The convoy of nervous soldiers sailed towards Anzac Cove. The plan was to storm the peninsula and defeat the enemy Turkish soldiers. It was hoped that this would help to speedily win the war. But they had no idea what lay ahead.
Later in the day, they transferred from their ships into smaller boats and proceeded to the shore. On reaching the beach, steep cliffs surrounded them, and enemy soldiers were firing down on them from above.
They were trapped. It was a disaster; a terrible massacre. By the end of that day alone, over 2000 Australian and New Zealand Army Corps (ANZAC) soldiers were dead or wounded.
Many people go about daily life not thinking much about God, but in times of war, when people are facing difficult and dangerous situations, things are different.
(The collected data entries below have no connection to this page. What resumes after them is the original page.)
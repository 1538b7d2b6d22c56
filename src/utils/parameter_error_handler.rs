use actix_web::error::{InternalError, JsonPayloadError, QueryPayloadError};
use actix_web::{Error, HttpRequest, HttpResponse};
use tracing::debug;

use crate::models::{ApiResponse, ErrorCode};

/// JSON 请求体解析错误处理器
///
/// 统一返回标准响应包络，未知通知类型等反序列化失败也走这里。
pub fn json_error_handler(err: JsonPayloadError, req: &HttpRequest) -> Error {
    debug!("JSON payload error on {}: {}", req.path(), err);
    let response = HttpResponse::BadRequest().json(ApiResponse::error_empty(
        ErrorCode::BadRequest,
        format!("Invalid JSON payload: {err}"),
    ));
    InternalError::from_response(err, response).into()
}

/// 查询参数解析错误处理器
pub fn query_error_handler(err: QueryPayloadError, req: &HttpRequest) -> Error {
    debug!("Query parameter error on {}: {}", req.path(), err);
    let response = HttpResponse::BadRequest().json(ApiResponse::error_empty(
        ErrorCode::BadRequest,
        format!("Invalid query parameters: {err}"),
    ));
    InternalError::from_response(err, response).into()
}
pub mod auth;
pub mod notifications;
pub mod system;

pub use auth::AuthService;
pub use notifications::NotificationService;
pub use system::SystemService;
use actix_web::{HttpRequest, HttpResponse, Result as ActixResult};
use tracing::error;

use super::{NotificationService, build_message, validate_notification};
use crate::middlewares::RequireJWT;
use crate::models::notifications::requests::EnqueueNotificationRequest;
use crate::models::notifications::responses::EnqueueResponse;
use crate::models::{ApiResponse, ErrorCode};

pub async fn handle_enqueue(
    service: &NotificationService,
    payload: EnqueueNotificationRequest,
    request: &HttpRequest,
) -> ActixResult<HttpResponse> {
    // 发送者身份只取认证会话，不接受客户端自报
    let sender = match RequireJWT::extract_user(request) {
        Some(user) => user,
        None => {
            return Ok(HttpResponse::Unauthorized()
                .json(ApiResponse::error_empty(ErrorCode::Unauthorized, "请先登录")));
        }
    };

    // 字段校验失败时不产生任何队列调用
    if let Err((code, msg)) = validate_notification(&payload) {
        return Ok(HttpResponse::BadRequest().json(ApiResponse::error_empty(code, msg)));
    }

    let queue = service.get_queue(request);
    let message = build_message(payload, sender.id);
    let timestamp = message.timestamp;

    match queue.send(&message).await {
        Ok(message_id) => Ok(HttpResponse::Ok().json(ApiResponse::success(
            EnqueueResponse {
                success: true,
                message_id,
                timestamp,
            },
            "通知已入队",
        ))),
        Err(e) => {
            // 详细原因只进服务端日志，给客户端的是通用错误
            error!(
                "Failed to enqueue {} notification for user {}: {}",
                message.notification_type.as_str(),
                message.user_id,
                e
            );
            Ok(
                HttpResponse::InternalServerError().json(ApiResponse::error_empty(
                    ErrorCode::InternalServerError,
                    "通知发送失败，请稍后重试",
                )),
            )
        }
    }
}

#[cfg(test)]
mod tests {
    use std::sync::Arc;

    use actix_web::body::to_bytes;
    use actix_web::test::TestRequest;
    use actix_web::{HttpMessage, HttpRequest};

    use super::super::test_support::MockQueue;
    use super::*;
    use crate::models::auth::entities::AuthUser;
    use crate::models::notifications::entities::{NotificationType, Priority};

    fn authenticated_request(user_id: i64) -> HttpRequest {
        let request = TestRequest::default().to_http_request();
        request.extensions_mut().insert(AuthUser {
            id: user_id,
            role: "user".to_string(),
            issued_at: chrono::Utc::now().timestamp(),
            expires_at: chrono::Utc::now().timestamp() + 1800,
        });
        request
    }

    fn payload(user_id: i64) -> EnqueueNotificationRequest {
        EnqueueNotificationRequest {
            notification_type: NotificationType::CommentReply,
            user_id,
            title: "新的评论回复".to_string(),
            body: "有人回复了你的评论".to_string(),
            metadata: None,
            priority: Priority::Normal,
        }
    }

    async fn body_json(response: HttpResponse) -> serde_json::Value {
        let bytes = to_bytes(response.into_body()).await.unwrap();
        serde_json::from_slice(&bytes).unwrap()
    }

    #[actix_web::test]
    async fn test_enqueue_returns_message_id_and_fresh_timestamp() {
        let queue = Arc::new(MockQueue::new());
        let service = NotificationService::with_queue(queue.clone());
        let request = authenticated_request(3);

        let call_start = chrono::Utc::now();
        let response = handle_enqueue(&service, payload(7), &request).await.unwrap();
        assert_eq!(response.status(), actix_web::http::StatusCode::OK);

        let json = body_json(response).await;
        assert_eq!(json["code"], 0);
        assert_eq!(json["data"]["success"], true);
        assert_eq!(json["data"]["message_id"], "msg-7");

        let timestamp: chrono::DateTime<chrono::Utc> =
            serde_json::from_value(json["data"]["timestamp"].clone()).unwrap();
        assert!(timestamp >= call_start);
    }

    #[actix_web::test]
    async fn test_enqueue_stamps_sender_from_session() {
        let queue = Arc::new(MockQueue::new());
        let service = NotificationService::with_queue(queue.clone());
        let request = authenticated_request(3);

        handle_enqueue(&service, payload(7), &request).await.unwrap();

        let sent = queue.sent.lock().unwrap();
        assert_eq!(sent.len(), 1);
        assert_eq!(sent[0].sender_user_id, 3);
        assert_eq!(sent[0].user_id, 7);
    }

    #[actix_web::test]
    async fn test_enqueue_unauthenticated_has_no_queue_side_effects() {
        let queue = Arc::new(MockQueue::new());
        let service = NotificationService::with_queue(queue.clone());
        let request = TestRequest::default().to_http_request();

        let response = handle_enqueue(&service, payload(7), &request).await.unwrap();
        assert_eq!(
            response.status(),
            actix_web::http::StatusCode::UNAUTHORIZED
        );
        assert_eq!(queue.sent_count(), 0);
    }

    #[actix_web::test]
    async fn test_enqueue_invalid_title_rejected_before_queue_call() {
        let queue = Arc::new(MockQueue::new());
        let service = NotificationService::with_queue(queue.clone());
        let request = authenticated_request(3);

        let mut invalid = payload(7);
        invalid.title = String::new();

        let response = handle_enqueue(&service, invalid, &request).await.unwrap();
        assert_eq!(response.status(), actix_web::http::StatusCode::BAD_REQUEST);
        assert_eq!(queue.sent_count(), 0);
    }

    #[actix_web::test]
    async fn test_enqueue_queue_failure_surfaces_generic_error() {
        let queue = Arc::new(MockQueue::failing_for([7]));
        let service = NotificationService::with_queue(queue.clone());
        let request = authenticated_request(3);

        let response = handle_enqueue(&service, payload(7), &request).await.unwrap();
        assert_eq!(
            response.status(),
            actix_web::http::StatusCode::INTERNAL_SERVER_ERROR
        );

        let json = body_json(response).await;
        // 不向客户端透出底层错误详情
        assert!(!json["message"].as_str().unwrap().contains("simulated"));
    }
}
pub mod auth;
pub mod common;
pub mod notifications;
pub mod system;

pub use common::response::ApiResponse;

/// 业务错误码（HTTP 状态码 * 100 + 序号）
#[derive(Debug, Clone, Copy, PartialEq, Eq)]
#[repr(i32)]
pub enum ErrorCode {
    Success = 0,

    // 400xx 请求错误
    BadRequest = 40000,
    RecipientInvalid = 40001,
    TitleInvalid = 40002,
    BodyInvalid = 40003,
    BatchEmpty = 40004,
    BatchSizeExceeded = 40005,

    // 401xx 认证错误
    Unauthorized = 40100,

    // 429xx 限流
    RateLimitExceeded = 42900,

    // 500xx 服务器错误
    InternalServerError = 50000,
}

/// 程序启动时间（用于健康检查的运行时长）
#[derive(Debug, Clone)]
pub struct AppStartTime {
    pub start_datetime: chrono::DateTime<chrono::Utc>,
}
God and spiritual things are often on soldiers’ minds. Questions arise like ‘What if I die?’ or ‘If I die, what happens then?’
The Armed Forces employ chaplains, also called ‘padres’, to help soldiers deal with death and disappointment. They help them to find the answers to questions about life and death, and encourage them to trust in God’s love for them when things are dark and horrible.
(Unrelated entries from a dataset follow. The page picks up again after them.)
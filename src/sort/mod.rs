// Copyright 2026 DagFlow Authors
//
// Licensed under the Apache License, Version 2.0 (the "License");
// you may not use this file except in compliance with the License.
// You may obtain a copy of the License at
//
//     http://www.apache.org/licenses/LICENSE-2.0
//
// Unless required by applicable law or agreed to in writing, software
// distributed under the License is distributed on an "AS IS" BASIS,
// WITHOUT WARRANTIES OR CONDITIONS OF ANY KIND, either express or implied.
// See the License for the specific language governing permissions and
// limitations under the License.

//! The external-sort aggregator: partitioned sort, optional spilling, and a
//! k-way merge cursor over key/value pairs.

mod aggregator;
mod comparator;
mod cursor;
mod spill;

pub use aggregator::SortedAggregator;
pub use comparator::{byte_comparator, int_sum_accumulator, Comparator};
pub use cursor::PairCursor;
Andrew Gillison was an Australian Army chaplain of the 14th Battalion, and he was part of the convoy of Australian and New Zealand soldiers that headed for Gallipoli on 25 April 1915. Andrew believed that God had a job for him to do: not fighting, but ministering to the soldiers. Andrew’s life was built on God and he had confidence that whatever happened, God was with him – forever. But he knew not everyone had that confidence.
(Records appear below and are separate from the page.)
// Copyright 2026 DagFlow Authors
//
// Licensed under the Apache License, Version 2.0 (the "License");
// you may not use this file except in compliance with the License.
// You may obtain a copy of the License at
//
//     http://www.apache.org/licenses/LICENSE-2.0
//
// Unless required by applicable law or agreed to in writing, software
// distributed under the License is distributed on an "AS IS" BASIS,
// WITHOUT WARRANTIES OR CONDITIONS OF ANY KIND, either express or implied.
// See the License for the specific language governing permissions and
// limitations under the License.

//! DAG model: vertices, edges, forwarding patterns.
//!
//! The whole DAG is generic over one payload type `T`, the same way
//! `differential_dataflow`'s `Stream<G, D>` is generic over its data type:
//! every vertex in a given [`Dag<T>`] consumes and produces the same `T`.

use std::collections::{BTreeMap, HashMap, HashSet};
use std::sync::Arc;

use crate::config::ExecutorConfig;
use crate::error::{DagValidationError, Result};
use crate::inbox::Inbox;
use crate::outbox::{Outbox, OutboxBucket};
use crate::queue::{edge_queue, EdgeQueueConsumer};
use crate::tasklet::{ProcessorContext, ProcessorFactory, Tasklet};

/// Marker bound for anything that can flow through a [`Dag`]: cheap to clone
/// (broadcast duplicates it) and shareable across worker threads.
pub trait Payload: Clone + Send + 'static {}
impl<T: Clone + Send + 'static> Payload for T {}

/// How an edge's items are routed to a downstream vertex's parallel instances.
pub enum ForwardingPattern<T> {
    /// One item to one downstream instance, round-robin.
    Unicast,
    /// Every item to every downstream instance.
    Broadcast,
    /// By key hash, via `key_fn` and `partition_fn`.
    Partitioned {
        key_fn: Arc<dyn Fn(&T) -> u64 + Send + Sync>,
        partition_fn: Arc<dyn Fn(u64, usize) -> usize + Send + Sync>,
    },
    /// Fan-in to a single downstream instance.
    AllToOne,
}

impl<T> Clone for ForwardingPattern<T> {
    fn clone(&self) -> Self {
        match self {
            ForwardingPattern::Unicast => ForwardingPattern::Unicast,
            ForwardingPattern::Broadcast => ForwardingPattern::Broadcast,
            ForwardingPattern::AllToOne => ForwardingPattern::AllToOne,
            ForwardingPattern::Partitioned {
                key_fn,
                partition_fn,
            } => ForwardingPattern::Partitioned {
                key_fn: key_fn.clone(),
                partition_fn: partition_fn.clone(),
            },
        }
    }
}

impl<T> std::fmt::Debug for ForwardingPattern<T> {
    fn fmt(&self, f: &mut std::fmt::Formatter<'_>) -> std::fmt::Result {
        match self {
            ForwardingPattern::Unicast => write!(f, "Unicast"),
            ForwardingPattern::Broadcast => write!(f, "Broadcast"),
            ForwardingPattern::Partitioned { .. } => write!(f, "Partitioned"),
            ForwardingPattern::AllToOne => write!(f, "AllToOne"),
        }
    }
}

/// Identity and processor factory for one vertex. Immutable after [`DagBuilder::freeze`].
pub struct Vertex<T> {
    pub name: String,
    pub parallelism: u32,
    pub factory: ProcessorFactory<T>,
}

impl<T> Vertex<T> {
    pub fn new(name: impl Into<String>, parallelism: u32, factory: ProcessorFactory<T>) -> Self {
        assert!(parallelism >= 1, "local parallelism must be >= 1");
        Self {
            name: name.into(),
            parallelism,
            factory,
        }
    }
}

/// A directed connection between two vertices,
pub struct Edge<T> {
    pub from: String,
    pub to: String,
    pub source_ordinal: u32,
    pub dest_ordinal: u32,
    /// Lower priority value is drained first on fan-in.
    pub priority: i32,
    pub forwarding: ForwardingPattern<T>,
    /// Whether this edge would route through a cluster transport in a full
    /// deployment. The core executor treats it identically either way; routing
    /// is an external collaborator's concern.
    pub distributed: bool,
}

impl<T> Edge<T> {
    pub fn unicast(from: impl Into<String>, to: impl Into<String>) -> Self {
        Self {
            from: from.into(),
            to: to.into(),
            source_ordinal: 0,
            dest_ordinal: 0,
            priority: 0,
            forwarding: ForwardingPattern::Unicast,
            distributed: false,
        }
    }

    pub fn with_ordinals(mut self, source_ordinal: u32, dest_ordinal: u32) -> Self {
        self.source_ordinal = source_ordinal;
        self.dest_ordinal = dest_ordinal;
        self
    }

    pub fn with_priority(mut self, priority: i32) -> Self {
        self.priority = priority;
        self
    }

    pub fn with_forwarding(mut self, forwarding: ForwardingPattern<T>) -> Self {
        self.forwarding = forwarding;
        self
    }
}

/// A frozen, validated DAG, ready to be handed to the [`crate::executor::Executor`].
pub struct Dag<T> {
    pub vertices: Vec<Vertex<T>>,
    pub edges: Vec<Edge<T>>,
}

impl<T: Payload> Dag<T> {
    /// Instantiates every vertex's processor `parallelism` times and wires an
    /// [`EdgeQueue`](crate::queue::edge_queue) between every upstream/downstream
    /// instance pair for each edge, giving each instance its own `Outbox` (one
    /// bucket per outgoing edge, indexed by `source_ordinal`) and `Inbox` (one
    /// per incoming `dest_ordinal`, aggregating every feeding instance, in
    /// ascending edge-priority order). The result is ready for
    /// [`crate::executor::Executor::new`].
    ///
    /// Assumes, per vertex, that outgoing edges use distinct, zero-based
    /// contiguous `source_ordinal`s — the same assumption `Outbox::add`'s
    /// ordinal-indexed bucket lookup already makes.
    pub fn wire(self, config: &ExecutorConfig) -> Vec<Tasklet<T>> {
        let name_to_idx: HashMap<&str, usize> = self
            .vertices
            .iter()
            .enumerate()
            .map(|(i, v)| (v.name.as_str(), i))
            .collect();

        // Per vertex instance: outgoing buckets keyed by source ordinal, and
        // incoming (priority, consumers) keyed by dest ordinal.
        let mut outgoing: Vec<Vec<BTreeMap<u32, OutboxBucket<T>>>> = self
            .vertices
            .iter()
            .map(|v| (0..v.parallelism).map(|_| BTreeMap::new()).collect())
            .collect();
        let mut incoming: Vec<Vec<BTreeMap<u32, (i32, Vec<EdgeQueueConsumer<T>>)>>> = self
            .vertices
            .iter()
            .map(|v| (0..v.parallelism).map(|_| BTreeMap::new()).collect())
            .collect();

        for edge in &self.edges {
            let from_idx = name_to_idx[edge.from.as_str()];
            let to_idx = name_to_idx[edge.to.as_str()];
            let from_parallelism = self.vertices[from_idx].parallelism;
            let to_parallelism = self.vertices[to_idx].parallelism;

            for s in 0..from_parallelism {
                let mut producers = Vec::with_capacity(to_parallelism as usize);
                for d in 0..to_parallelism {
                    let (producer, consumer) = edge_queue::<T>(config.queue_capacity);
                    producers.push(producer);
                    incoming[to_idx][d as usize]
                        .entry(edge.dest_ordinal)
                        .or_insert_with(|| (edge.priority, Vec::new()))
                        .1
                        .push(consumer);
                }
                let bucket = OutboxBucket::new(edge.forwarding.clone(), producers);
                outgoing[from_idx][s as usize].insert(edge.source_ordinal, bucket);
            }
        }

        let global_parallelism: Vec<u32> = self.vertices.iter().map(|v| v.parallelism).collect();
        let mut tasklets = Vec::new();

        for (v_idx, vertex) in self.vertices.into_iter().enumerate() {
            for instance_index in 0..vertex.parallelism {
                let buckets: Vec<OutboxBucket<T>> =
                    std::mem::take(&mut outgoing[v_idx][instance_index as usize])
                        .into_values()
                        .collect();
                let outbox = Outbox::new(buckets);

                let mut inboxes: Vec<(i32, u32, Inbox<T>)> =
                    std::mem::take(&mut incoming[v_idx][instance_index as usize])
                        .into_iter()
                        .map(|(ordinal, (priority, consumers))| (priority, ordinal, Inbox::new(consumers)))
                        .collect();
                inboxes.sort_by_key(|(priority, _, _)| *priority);
                let inboxes: Vec<(u32, Inbox<T>)> =
                    inboxes.into_iter().map(|(_, ordinal, inbox)| (ordinal, inbox)).collect();

                let processor = (vertex.factory)();
                let ctx = ProcessorContext {
                    global_parallelism: global_parallelism[v_idx],
                    local_parallelism: vertex.parallelism,
                    instance_index,
                };
                tasklets.push(Tasklet::new(processor, inboxes, outbox, ctx));
            }
        }

        tasklets
    }
}

/// Accumulates vertices and edges before [`DagBuilder::freeze`] validates them.
pub struct DagBuilder<T> {
    vertices: Vec<Vertex<T>>,
    edges: Vec<Edge<T>>,
}

impl<T> Default for DagBuilder<T> {
    fn default() -> Self {
        Self {
            vertices: Vec::new(),
            edges: Vec::new(),
        }
    }
}

impl<T> DagBuilder<T> {
    pub fn new() -> Self {
        Self::default()
    }

    pub fn add_vertex(mut self, vertex: Vertex<T>) -> Self {
        self.vertices.push(vertex);
        self
    }

    pub fn add_edge(mut self, edge: Edge<T>) -> Self {
        self.edges.push(edge);
        self
    }

    /// Validate and freeze the DAG: rejects duplicate vertex names, dangling
    /// edges, duplicate `(from.sourceOrdinal, to.destOrdinal)` pairs, and
    /// cycles.
    pub fn freeze(self) -> Result<Dag<T>> {
        let mut seen_names = HashSet::with_capacity(self.vertices.len());
        for v in &self.vertices {
            if !seen_names.insert(v.name.as_str()) {
                return Err(DagValidationError::DuplicateName(v.name.clone()).into());
            }
        }

        let mut seen_edge_keys = HashSet::new();
        for e in &self.edges {
            if !seen_names.contains(e.from.as_str()) {
                return Err(DagValidationError::DanglingEdge(e.from.clone()).into());
            }
            if !seen_names.contains(e.to.as_str()) {
                return Err(DagValidationError::DanglingEdge(e.to.clone()).into());
            }
            let key = (
                e.from.clone(),
                e.source_ordinal,
                e.to.clone(),
                e.dest_ordinal,
            );
            if !seen_edge_keys.insert(key) {
                return Err(DagValidationError::DuplicateEdge {
                    from: e.from.clone(),
                    source_ordinal: e.source_ordinal,
                    to: e.to.clone(),
                    dest_ordinal: e.dest_ordinal,
                }
                .into());
            }
        }

        detect_cycle(&self.vertices, &self.edges)?;

        Ok(Dag {
            vertices: self.vertices,
            edges: self.edges,
        })
    }
}

/// DFS three-color cycle detection over vertex names.
fn detect_cycle<T>(vertices: &[Vertex<T>], edges: &[Edge<T>]) -> Result<()> {
    #[derive(Clone, Copy, PartialEq)]
    enum Color {
        White,
        Gray,
        Black,
    }

    let mut adjacency: HashMap<&str, Vec<&str>> = HashMap::new();
    for v in vertices {
        adjacency.entry(v.name.as_str()).or_default();
    }
    for e in edges {
        adjacency
            .entry(e.from.as_str())
            .or_default()
            .push(e.to.as_str());
    }

    let mut colors: HashMap<&str, Color> = vertices
        .iter()
        .map(|v| (v.name.as_str(), Color::White))
        .collect();

    fn visit<'a>(
        node: &'a str,
        adjacency: &HashMap<&'a str, Vec<&'a str>>,
        colors: &mut HashMap<&'a str, Color>,
    ) -> Result<()> {
        colors.insert(node, Color::Gray);
        if let Some(neighbors) = adjacency.get(node) {
            for &next in neighbors {
                match colors.get(next).copied().unwrap_or(Color::White) {
                    Color::White => visit(next, adjacency, colors)?,
                    Color::Gray => return Err(DagValidationError::Cycle(next.to_owned()).into()),
                    Color::Black => {}
                }
            }
        }
        colors.insert(node, Color::Black);
        Ok(())
    }

    for v in vertices {
        if colors.get(v.name.as_str()).copied() == Some(Color::White) {
            visit(v.name.as_str(), &adjacency, &mut colors)?;
        }
    }
    Ok(())
}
At first, the chaplains were ordered to stay on the ships to minister to the wounded soldiers who would be brought back, but Andrew knew he needed to be where the fighting was, so he went ashore. Day after day, as the soldiers tried to advance, more and more were killed or wounded.
Andrew was in the thick of it, in the trenches, serving and helping the soldiers in whatever ways he could. He ran back and forth, dodging gunfire. He risked his life to encourage and comfort those who needed him, earning the respect of the men and a reputation for bravery. He prayed with the wounded soldiers, and assured them that God was with them as they suffered.
Andrew wrote in his Gallipoli diary, ‘I never beheld such a sickening sight in my life’. It wasn’t something he enjoyed. He hated the death and disease, the flies and the mud. But to the soldiers, the chaplain was a reminder that God cared about their situation and was there with them.
One day, in full view of the enemy, Andrew leaped over the top of a trench to rescue an injured soldier. His commander screamed to take cover but Andrew ignored him, continuing on to reach the wounded man. A nearby soldier said, ‘It’s no use, you can save your breath. He is a man who fears no bullet.’
‘I am being eaten alive by ants!’ Andrew heard one day. It was the cry of another wounded soldier in ‘no man’s land’ between the Turkish and ANZAC trenches. Andrew and another chaplain, with the help of a soldier, Private Arthur Wild, ignored the warnings and crawled towards the wounded soldier. As they dragged him back, a Turkish sniper opened fire. Both chaplains were seriously wounded. Andrew died the same day and the other chaplain a week later.
Andrew Gillison would have been very familiar with Jesus’ words in the Bible: ‘Greater love has no one than this: to lay down one’s life for one’s friends’ (John 15:13). He laid down his life, and trusted in God’s love to the end, saying just before he died, ‘I’m just a servant, going home to my Master.’